There were a whole lot of reasons this was going to happen. Staff are expensive, and equipment is reliable. One leader in promising this was EdgeConneX, a colo provider specializing in smaller facilities outside the major data center hubs. “When you try to operate this small footprint, like a two-megawatt facility, it’s difficult to man on-site. It’s just not economically feasible,” said EdgeConnex vice president Jeff King at a data center event.
At this point, we had had a decade of huge claims for management and monitoring systems like DCIM, which could handle the M&E equipment, while every IT systems vendor was promising fully virtualized private cloud systems made up of pools of storage and servers which could be built and changed in software, on demand - HPE’s “composable” data center for instance.
Surely, with all this, it should be possible to operate a data center remotely. Failed hardware could be sidelined, and replaced en masse during an occasional site visit by an engineer.
Going lights-out promised other benefits besides staff savings. Automatic processes could be more reliable we were told - Experts in failure, like the Ponemon Institute, regularly list human error as the top cause of outages.

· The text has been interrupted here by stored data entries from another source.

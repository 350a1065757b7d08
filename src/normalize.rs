/// Collapse text to a whitespace-insensitive canonical form.
///
/// Lines are trimmed of leading/trailing whitespace, blank lines dropped,
/// and the remainder rejoined with single newlines. Two files are "in sync"
/// iff their canonical forms are identical. Comparison only; the canonical
/// form is never written back to disk.
pub fn normalize(text: &str) -> String {
    text.split('\n')
        .map(str::trim)
        .filter(|line| !line.is_empty())
        .collect::<Vec<_>>()
        .join("\n")
}
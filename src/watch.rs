use crate::discovery;
use crate::error::Result;
use notify::{Config, Event, EventKind, RecommendedWatcher, RecursiveMode, Watcher};
use std::collections::HashSet;
use std::path::{Path, PathBuf};
use std::sync::mpsc;
use std::time::Duration;

/// Watch mode - continuous sync on file changes.
///
/// The watcher thread only enqueues events; every sync run executes on this
/// thread, one changed path at a time, through the same single-pass pipeline
/// as a one-shot invocation.
pub struct WatchMode {
    root: PathBuf,
    debounce: Duration,
}

impl WatchMode {
    pub fn new(root: PathBuf, debounce: Duration) -> Self {
        Self { root, debounce }
    }

    /// Block and invoke `on_change` for every recognized changed file.
    ///
    /// Events are debounced so editors that write several times per save
    /// trigger one run. The write a sync run performs shows up as a fresh
    /// event for the counterpart file; the re-run it triggers lands on an
    /// in-sync pair and is a no-op.
    pub fn run<F>(&self, mut on_change: F) -> Result<()>
    where
        F: FnMut(&Path),
    {
        let (tx, rx) = mpsc::channel::<notify::Result<Event>>();
        let mut watcher = RecommendedWatcher::new(tx, Config::default())?;
        watcher.watch(&self.root, RecursiveMode::Recursive)?;

        tracing::info!("Watching {} for changes", self.root.display());

        loop {
            let first = match rx.recv() {
                Ok(event) => event,
                // Watcher dropped its sender; nothing left to observe.
                Err(_) => return Ok(()),
            };

            let mut changed = HashSet::new();
            collect_changed(first, &mut changed);

            // Drain everything arriving within the debounce window.
            while let Ok(event) = rx.recv_timeout(self.debounce) {
                collect_changed(event, &mut changed);
            }

            for path in changed {
                on_change(&path);
            }
        }
    }
}

fn collect_changed(event: notify::Result<Event>, out: &mut HashSet<PathBuf>) {
    let event = match event {
        Ok(event) => event,
        Err(e) => {
            tracing::warn!("Watch event error: {}", e);
            return;
        }
    };

    if !matches!(event.kind, EventKind::Create(_) | EventKind::Modify(_)) {
        return;
    }

    for path in event.paths {
        if discovery::is_recognized(&path) {
            out.insert(path);
        }
    }
}
use clap::Parser;
use std::path::PathBuf;

#[derive(Parser, Debug)]
#[command(name = "mdmirror")]
#[command(about = "Keep paired agent instruction files in sync", long_about = None)]
#[command(version)]
#[command(after_help = "EXAMPLES:
    # Sync the counterpart of a changed file
    mdmirror docs/CLAUDE.md

    # Trigger path from the environment (hook integration)
    FILE_PATH=docs/AGENTS.md mdmirror

    # Preview without writing
    mdmirror docs/CLAUDE.md --dry-run

    # Watch the whole tree and sync on every change
    mdmirror --watch

    # Machine-readable events
    mdmirror docs/CLAUDE.md --json")]
pub struct Cli {
    /// Changed file that triggers the run (falls back to $FILE_PATH)
    #[arg(env = "FILE_PATH")]
    pub trigger: Option<PathBuf>,

    /// Project root to discover pairs under
    #[arg(long, default_value = ".")]
    pub root: PathBuf,

    /// Show what would be written without applying it (dry-run)
    #[arg(short = 'n', long)]
    pub dry_run: bool,

    /// Verbosity level (can be repeated: -v, -vv)
    #[arg(short, long, action = clap::ArgAction::Count)]
    pub verbose: u8,

    /// Quiet mode (only show errors)
    #[arg(short, long)]
    pub quiet: bool,

    /// Output JSON (newline-delimited JSON for scripting)
    #[arg(long)]
    pub json: bool,

    /// Watch mode - continuously monitor the tree for changes
    #[arg(long)]
    pub watch: bool,

    /// Debounce interval for watch mode, in milliseconds
    #[arg(long, default_value = "500")]
    pub debounce: u64,
}

impl Cli {
    pub fn validate(&self) -> anyhow::Result<()> {
        if !self.root.is_dir() {
            anyhow::bail!("Project root does not exist: {}", self.root.display());
        }

        if self.watch && self.dry_run {
            anyhow::bail!("--watch cannot be combined with --dry-run");
        }

        Ok(())
    }

    pub fn log_level(&self) -> tracing::Level {
        if self.quiet || self.json {
            return tracing::Level::ERROR;
        }

        match self.verbose {
            0 => tracing::Level::INFO,
            1 => tracing::Level::DEBUG,
            _ => tracing::Level::TRACE,
        }
    }
}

Meanwhile, conditions in an unstaffed data center could be optimized for the efficient running of the IT equipment, not the comfort of the staff. Modern equipment operates at a greater range of temperatures. The so-called cold aisle can now be as warm as 80°F, and the hot aisle can be more than 100°F. Stop cooling data centers for comfort, and a lot less energy is wasted.

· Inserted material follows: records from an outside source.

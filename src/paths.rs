use std::path::{Component, Path, PathBuf};

/// Resolve a path to canonical absolute form.
///
/// Unlike `fs::canonicalize` this tolerates a final component that does not
/// exist yet (the empty side of a half-populated pair): the parent directory
/// is canonicalized and the file name re-appended. When nothing on the path
/// exists, falls back to a lexical cleanup against the current directory.
pub fn resolve(path: &Path) -> PathBuf {
    if let Ok(canonical) = path.canonicalize() {
        return canonical;
    }

    if let (Some(parent), Some(name)) = (path.parent(), path.file_name()) {
        let parent = if parent.as_os_str().is_empty() {
            Path::new(".")
        } else {
            parent
        };
        if let Ok(parent) = parent.canonicalize() {
            return parent.join(name);
        }
    }

    lexical_absolute(path)
}

fn lexical_absolute(path: &Path) -> PathBuf {
    let mut out = if path.is_absolute() {
        PathBuf::new()
    } else {
        std::env::current_dir().unwrap_or_default()
    };

    for component in path.components() {
        match component {
            Component::CurDir => {}
            Component::ParentDir => {
                out.pop();
            }
            other => out.push(other),
        }
    }

    out
}

/// Human-readable name for a pair directory, relative to the project root.
///
/// The root itself renders as "Root"; nested directories render their
/// root-relative segments joined with " > " (e.g. "docs > api").
pub fn display_name(root: &Path, dir: &Path) -> String {
    match dir.strip_prefix(root) {
        Ok(rel) if rel.as_os_str().is_empty() => "Root".to_string(),
        Ok(rel) => rel
            .components()
            .map(|c| c.as_os_str().to_string_lossy().into_owned())
            .collect::<Vec<_>>()
            .join(" > "),
        // Pair directory outside the root; show it verbatim.
        Err(_) => dir.display().to_string(),
    }
}
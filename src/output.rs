use serde::Serialize;
use std::path::PathBuf;

/// Machine-readable sync events for scripting (NDJSON, one object per line).
#[derive(Debug, Serialize)]
#[serde(tag = "type", rename_all = "snake_case")]
pub enum SyncEvent {
    Start {
        trigger: PathBuf,
        root: PathBuf,
    },
    Discovered {
        pairs: usize,
    },
    Skip {
        trigger: PathBuf,
        reason: String,
    },
    InSync {
        pair: String,
        from: PathBuf,
        to: PathBuf,
    },
    Synced {
        pair: String,
        from: PathBuf,
        to: PathBuf,
        created: bool,
        dry_run: bool,
    },
    Error {
        message: String,
    },
}

impl SyncEvent {
    /// Emit this event as JSON to stdout
    pub fn emit(&self) {
        if let Ok(json) = serde_json::to_string(self) {
            println!("{}", json);
        }
    }
}
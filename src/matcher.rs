use crate::discovery::SyncPair;
use crate::paths;
use std::path::Path;

/// Find the pair a changed file belongs to.
///
/// The changed path and both sides of every pair are resolved to canonical
/// absolute form before comparison, so relative triggers and symlinked
/// roots still match their discovered pair. Returns the first match.
pub fn find_pair<'a>(changed: &Path, pairs: &'a [SyncPair]) -> Option<&'a SyncPair> {
    let changed = paths::resolve(changed);

    pairs.iter().find(|pair| {
        paths::resolve(&pair.source) == changed || paths::resolve(&pair.target) == changed
    })
}
//! The two manifest layouts we understand, and their parsers. Both turn a
//! manifest into a `DependencyMap`. Neither fails on a malformed line: such
//! lines are reported with `tracing::warn!` and skipped, so one typo in a
//! manifest doesn't sink the whole comparison.
use bstr::ByteSlice;
use fxhash::FxBuildHasher;
use indexmap::IndexMap;
use std::{fmt, io, str::FromStr};
use tracing::{debug, warn};

use crate::error::LoadError;
use crate::source::ManifestSource;

/// Maps each dependency coordinate (`group:artifact`) to its version. An
/// unspecified version is the empty string.
///
/// Keys keep the order of their first appearance in the manifest. When a
/// coordinate appears again, the later version replaces the earlier one.
pub type DependencyMap = IndexMap<String, String, FxBuildHasher>;

/// The manifest layouts `depcompare` can read
#[derive(PartialEq, Eq, Debug, Clone, Copy)]
pub enum ManifestFormat {
    /// One dependency per line, `group:artifact[:version]`
    ShortForm,
    /// A Gradle build script, with dependencies quoted inside a
    /// `dependencies { ... }` block
    BuildScript,
}

impl ManifestFormat {
    /// Every tag `from_str` accepts, short spellings first
    pub const TAGS: [&'static str; 4] = ["gradleb", "gradlet", "gradlebuild", "gradletxt"];

    /// Parses the manifest in `source`. `origin` names the manifest in
    /// warnings about skipped lines.
    pub fn parse(self, source: impl ManifestSource, origin: &str) -> io::Result<DependencyMap> {
        let dependencies = match self {
            ManifestFormat::ShortForm => parse_short_form(source, origin)?,
            ManifestFormat::BuildScript => parse_build_script(source, origin)?,
        };
        debug!(origin, format = %self, count = dependencies.len(), "parsed manifest");
        Ok(dependencies)
    }
}

impl FromStr for ManifestFormat {
    type Err = LoadError;

    /// Tags are matched without regard to case
    fn from_str(tag: &str) -> Result<Self, Self::Err> {
        match tag.to_ascii_lowercase().as_str() {
            "gradlet" | "gradletxt" => Ok(ManifestFormat::ShortForm),
            "gradleb" | "gradlebuild" => Ok(ManifestFormat::BuildScript),
            _ => Err(LoadError::Format { tag: tag.to_owned() }),
        }
    }
}

impl fmt::Display for ManifestFormat {
    fn fmt(&self, f: &mut fmt::Formatter<'_>) -> fmt::Result {
        match self {
            ManifestFormat::ShortForm => write!(f, "gradlet"),
            ManifestFormat::BuildScript => write!(f, "gradleb"),
        }
    }
}

/// Splits `group:artifact[:version[:...]]` into the coordinate and the
/// version. Fields after the version are ignored; a missing version is the
/// empty string. Returns `None` if there are fewer than two fields.
fn split_coordinate(entry: &str) -> Option<(String, String)> {
    let mut fields = entry.split(':');
    let group = fields.next()?;
    let artifact = fields.next()?;
    let version = fields.next().unwrap_or_default();
    Some((format!("{group}:{artifact}"), version.to_owned()))
}

/// Parses a manifest with one `group:artifact[:version]` dependency per line.
/// Fields are taken verbatim, surrounding whitespace included. Blank lines are
/// ignored.
pub fn parse_short_form(source: impl ManifestSource, origin: &str) -> io::Result<DependencyMap> {
    let mut dependencies = DependencyMap::default();
    let mut line_number = 0_usize;
    source.for_byte_line(|line| {
        line_number += 1;
        let line = line.to_str_lossy();
        if line.trim().is_empty() {
            return;
        }
        match split_coordinate(&line) {
            Some((coordinate, version)) => {
                dependencies.insert(coordinate, version);
            }
            None => {
                let expected = "group:artifact[:version]";
                warn!(origin, line = line_number, "skipping line: expected {expected}");
            }
        }
    })?;
    Ok(dependencies)
}

const BLOCK_MARKER: &str = "dependencies";

fn is_comment(line: &str) -> bool {
    line.starts_with("//") || line.starts_with("/*") || line.starts_with('*')
}

/// The text between the first and last single quote of `line`
fn quoted(line: &str) -> Option<&str> {
    let start = line.find('\'')?;
    let end = line.rfind('\'')?;
    (start < end).then(|| &line[start + 1..end])
}

/// Parses a Gradle build script. Only lines strictly inside a dependency block
/// count: the block opens on a line mentioning `dependencies` (in any case)
/// and closes on the next line containing `}`, wherever the brace sits on that
/// line. A later line naming `dependencies` inside the open block is skipped,
/// not parsed. Inside the block, each line's coordinate is the text between
/// its first and last single quote, as in
///
/// ```text
/// implementation 'org.apache.commons:commons-lang3:3.12.0'
/// ```
///
/// Comment lines (`//`, `/*` or `*` after leading whitespace) are skipped
/// wherever they are, so they never open or close a block.
pub fn parse_build_script(source: impl ManifestSource, origin: &str) -> io::Result<DependencyMap> {
    let mut dependencies = DependencyMap::default();
    let mut line_number = 0_usize;
    let mut in_block = false;
    source.for_byte_line(|line| {
        line_number += 1;
        let line = line.to_str_lossy();
        let line = line.trim();
        if is_comment(line) {
            return;
        }

        if in_block && line.contains('}') {
            in_block = false;
            return;
        }
        let lowered = line.to_lowercase();
        if let Some(at) = lowered.find(BLOCK_MARKER) {
            if in_block {
                warn!(origin, line = line_number, "skipping line: it names a dependency block");
            } else {
                // `dependencies { }` on one line opens and closes an empty block
                in_block = !lowered[at..].contains('}');
            }
            return;
        }
        if !in_block || line.is_empty() {
            return;
        }

        let Some(entry) = quoted(line) else {
            warn!(origin, line = line_number, "skipping line: no quoted dependency found");
            return;
        };
        match split_coordinate(entry) {
            Some((coordinate, version)) => {
                dependencies.insert(coordinate, version);
            }
            None => {
                let expected = "'group:artifact[:version]'";
                warn!(origin, line = line_number, "skipping line: expected {expected}");
            }
        }
    })?;
    Ok(dependencies)
}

And in these temperatures, if you get the physical IT work done by robots, then you can eliminate unused space too. Robots can be designed to operate in narrower spaces, leaving more room for the IT equipment.
Back then, companies like web hoster PayPerHost were promising robotic data centers, while LitBit was going to use AI to automate the maintenance procedures. And EdgeConneX had edgeOS, a platform for remote management.
A peak moment for the lights-out data center movement came in 2016, when Microsoft announced that it had operated a rack of Azure Cloud servers on the sea bed for three months. Project Natick was sealed in a pressurized vessel, and operated in a lights-out manner, because the only way to physically access it was to haul it up to the surface.
Natick added another item to the list of benefits delivered by post-human facilities: it was filled with a nitrogen atmosphere: It was unbreathable, but it guaranteed there would be no fires.
After all that excitement, the world of lights-out facilities has gone rather quiet. Which is a shame, because we now finally have a use case which absolutely needs autonomous IT resources: The Edge.
The over-familiar pitch for the Edge is that, because new applications like the Internet of Things require low latency, data center resources must be available close to the sources of data, at the “edge” of the network.
Managing a multitude of tiny Edge resources manually would add so much overhead, those applications would become financially impossible, so now is the time for the lights-out facility to finally arrive.
The trouble is, things have gone quiet. DCIM products continue to potter along, making the same promises and not perceptibly changing. The robot arms are folded away: PayPerHost is sticking to its knitting: As far as we can tell, it’s never said anything more about robots.
LitBit seems to have disappeared without a trace: its site has gone, and its employees have all-but disappeared on LinkedIn, while founder Scott Noteboom has reappeared as CTO at liquid cooling vendor Submer, where he prefers not to mention his previous company.
EdgeConneX’s King says that small users don’t mind the idea of autonomous IT, but large customers don’t trust it: “Fortune 500 companies say 'okay that’s great, but we’re going to add staff.'”
And, perhaps ironically, those considering lights-out operation can be dissuaded by industry efforts to increase reliability. If a business wants Uptime Institute’s Tier III or IV levels of reliability, Uptime recommends a minimum of one to two qualified operators on site 24 hours per day, 7 days per week, 365 days per year. And it goes without saying, those staff need oxygen and room to move.
Project Natick is still going, and has expanded from one rack to twelve racks, in a sunken box the size of a shipping container, under the sea near Orkney. But that was a year ago. Microsoft promised to reveal results about now, but all it’s saying is that the test continues, with Natick in use by development teams.
“The test is ongoing,” Ben Cutler of Microsoft Research said to DCD. “We’re extremely pleased with the reliability and other operational metrics we've seen.”
That’s fine, but anyone thinking about lights-out operation will need a little more than that.